Stored data
• • • •
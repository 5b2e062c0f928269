//! Persistence adapters for the selection and the display preference.

use std::sync::Arc;

use serde::{Deserialize, Serialize};
use strum::{Display, EnumString};

use super::store::KeyValueStore;
use crate::error::Result;

/// Well-known key holding the serialized selection.
pub const SELECTION_KEY: &str = "selectedProducts";

/// Well-known key holding the right-to-left flag (`"true"` / `"false"`).
pub const DIRECTION_KEY: &str = "rtlMode";

/// Saves and loads the serialized selection under [`SELECTION_KEY`].
///
/// The adapter does not interpret the payload. An incompatible stored form
/// surfaces as a restore failure in the selection, not here.
#[derive(Clone)]
pub struct SelectionPersistence {
    store: Arc<dyn KeyValueStore>,
}

impl SelectionPersistence {
    pub fn new(store: Arc<dyn KeyValueStore>) -> Self {
        Self { store }
    }

    pub fn save(&self, serialized: &str) -> Result<()> {
        self.store.set(SELECTION_KEY, serialized)
    }

    pub fn load(&self) -> Result<Option<String>> {
        self.store.get(SELECTION_KEY)
    }

    pub fn clear(&self) -> Result<()> {
        self.store.remove(SELECTION_KEY)
    }
}

/// Text direction of the widget.
#[derive(
    Debug, Clone, Copy, Default, PartialEq, Eq, Serialize, Deserialize, Display, EnumString,
)]
#[strum(serialize_all = "lowercase")]
#[serde(rename_all = "lowercase")]
pub enum DisplayDirection {
    #[default]
    Ltr,
    Rtl,
}

impl DisplayDirection {
    pub fn toggled(self) -> Self {
        match self {
            DisplayDirection::Ltr => DisplayDirection::Rtl,
            DisplayDirection::Rtl => DisplayDirection::Ltr,
        }
    }

    pub fn is_rtl(self) -> bool {
        self == DisplayDirection::Rtl
    }
}

/// Saves and loads the [`DisplayDirection`] under [`DIRECTION_KEY`].
#[derive(Clone)]
pub struct PreferencePersistence {
    store: Arc<dyn KeyValueStore>,
}

impl PreferencePersistence {
    pub fn new(store: Arc<dyn KeyValueStore>) -> Self {
        Self { store }
    }

    pub fn save_direction(&self, direction: DisplayDirection) -> Result<()> {
        let flag = if direction.is_rtl() { "true" } else { "false" };
        self.store.set(DIRECTION_KEY, flag)
    }

    /// Only an exact `"true"` selects right-to-left.
    pub fn load_direction(&self) -> Result<DisplayDirection> {
        Ok(match self.store.get(DIRECTION_KEY)?.as_deref() {
            Some("true") => DisplayDirection::Rtl,
            _ => DisplayDirection::Ltr,
        })
    }
}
• • • •
State how many lines in the entries hold "true", please, with no other words.

▶ [Written answer]
4